Entries supplied →
------------------------------------------------------------

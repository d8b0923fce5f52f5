//! Software driver for testing and development.
//!
//! Unlike a no-op stub, this driver keeps byte-accurate storage for buffers
//! and textures so that update/extract round-trips, device-side copies and
//! blits behave observably. It also tracks bindless residency and exposes a
//! few inspection counters for tests.
//!
//! Rendering-only operations (draws, barriers) are accepted and logged.

use std::collections::{HashMap, HashSet};

use crate::error::GraphicsError;
use crate::handle::RawHandle;
use crate::types::{
    transfer_pixel_size, AttachmentSlot, BarrierFlags, BlitFilter, BlitMask, CompressedFormat,
    Dimension, Extent3d, FramebufferStatus, ImageAccess, InternalFormat, MapFlags, Offset3d,
    PixelFormat, PixelType, Region, SamplingParameter, ShaderStage, StorageFlags, TextureStorage,
    TextureTarget, UsageHint,
};

use super::Driver;

struct Mapping {
    data: Box<[u8]>,
    offset: usize,
    flags: MapFlags,
}

#[derive(Default)]
struct BufferSlot {
    device: Vec<u8>,
    immutable: bool,
    allocated: bool,
    mapping: Option<Mapping>,
}

struct TextureSlot {
    target: TextureTarget,
    storage: Option<TextureStorage>,
    /// One byte vector per mip level, laid out row-major in the format's
    /// preferred transfer layout.
    levels: Vec<Vec<u8>>,
}

struct RenderbufferSlot {
    storage: Option<(InternalFormat, u32, u32, u32)>,
}

#[derive(Clone, Copy)]
enum FbAttachment {
    Texture { texture: RawHandle, level: u32 },
    TextureLayer { texture: RawHandle, level: u32 },
    Renderbuffer(RawHandle),
}

#[derive(Default)]
struct FramebufferSlot {
    attachments: HashMap<AttachmentSlot, FbAttachment>,
}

------------------------------------------------------------

State how many lines in the entries hold "Option". Nothing should come before or after the number.

Answer box → 3